Innergrams and what they can tell us about word favoritism

So I was playing Word2, and I had a rack of A R T T U _ _ and a desire to build down from the word LEND. Reflexively, I spelled DART and was about to move on when I paused and asked myself "Why didn't I make DRAT?". DRAT is a perfectly fine word, and unlike DART, I don't recall ever playing it before. After building off the end of LEND, I was planning to build another word off the end of DART to extend my slaloming, weaving string of words off toward the horizon. This style of wordcrafting is not atypical, so many people must have previously encountered a similar choice between two words that start and end with the same letters. I began to wonder how they chose.

Fortunately WordSquared has a new feature that allowed me to find out. By clicking on a word on the board, you can pull up a pop-up box containing a little information about the word including definitions, who has recently played the word, and how many times it has been played (since statistics have been kept... about a month ago as of late-March).

DART had been played 4789 times.

DRAT had been played 1723 times.

So it was not just me.

I decided to study this a little more. I compiled a long list of anagrams that share the same first and last letters (e.g., FORTH and FROTH, SEAHORSE and SEASHORE). Since it is only the inner letters that are scrambled, I decided to call them "innergrams".

The table below shows the resulting innergram pairs with each word's respective word count (as taken from Word2 statistics pages like this one.) The words are sorted so the more frequently used one is always in the first column. The fifth column shows the ratio of the two word counts.

Since I wanted to identify data that was not strong enough to draw conclusions from, I used formal hypothesis testing. The chi-square goodness of fit test I used is described in detail here. The essence of it is that the more data you have and the farther the ratio of word counts is from 1, the stronger the evidence is that one word is preferentially being used over the other. The chi-square parameter (in column 6) measures how strong this evidence is. I've sorted the table by increasing evidence strength.

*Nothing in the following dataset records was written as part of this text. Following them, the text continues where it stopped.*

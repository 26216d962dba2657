// Copyright 2025 dentsusoken
//
// Licensed under the Apache License, Version 2.0 (the "License");
// you may not use this file except in compliance with the License.
// You may obtain a copy of the License at
//
//     http://www.apache.org/licenses/LICENSE-2.0
//
// Unless required by applicable law or agreed to in writing, software
// distributed under the License is distributed on an "AS IS" BASIS,
// WITHOUT WARRANTIES OR CONDITIONS OF ANY KIND, either express or implied.
// See the License for the specific language governing permissions and
// limitations under the License.

mod endpoint;
mod query;

pub use endpoint::ReleaseEndpoint;
pub use query::ReleaseQuery;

Admittedly, there are lots of situations where one of these words would be favored over another for in-game reasons (like, CRAVE was already on the board and CRAVEN was made by just adding an N, or maybe a triple-letter score square made CAVERN a higher scoring choice). Averaged over many instances, some of these effects should cancel out.

The first three rows have such a small chi-square value that it's pretty certain that people are not (on average) favoring one of these words over another. (Maybe for every person who makes CRAVEN by adding an N to CRAVE, there is someone else making CAVERN by adding an N to CAVER.) The gray rows are weakly supported. The rest of the rows have a big enough chi-square parameter that we can say with greater than 95% certainty that Word2 players favor the first word over the second word. In the last column of the table, I suggest reasons why.

Essentially, this is a listing of possible word blind spots. DART is a far more popular choice than DRAT, and unlike many of the examples on this list, this asymmetry cannot be explained by ART being a more frequently available hook than RAT. (RAT has been played 19,000 times and ART only 12,000 times.)

I have highlighted with orange the rows where there is strong evidence that the second word is a blind spot word. The green rows indicate that I suspect a blind spot exists, but other explanations could also account for the imbalance.

All innergrams are potentially useful tools for Bananagrams players since the ability to most quickly rearrange your grid can be the difference between winning and losing a game. Blind spot words are just the innergrams that you are most likely to not have immediately at hand... until now!

Blind spot words:
blot, causal, citric, coral, drat, garb, labile, prefect, reserve, rogue, slat, sloe, snag, stanch.

Other possible blind spot words:
brunt, clod, froth, gird, median, recuse, sidle, spilt

In the interest of completeness, below are the innergram pairs that I left out of the table because their word counts were too low. (No count exceeded 8.)


The last two pairs had word counts of zero. Build one of these words in Word2 and you may be the first!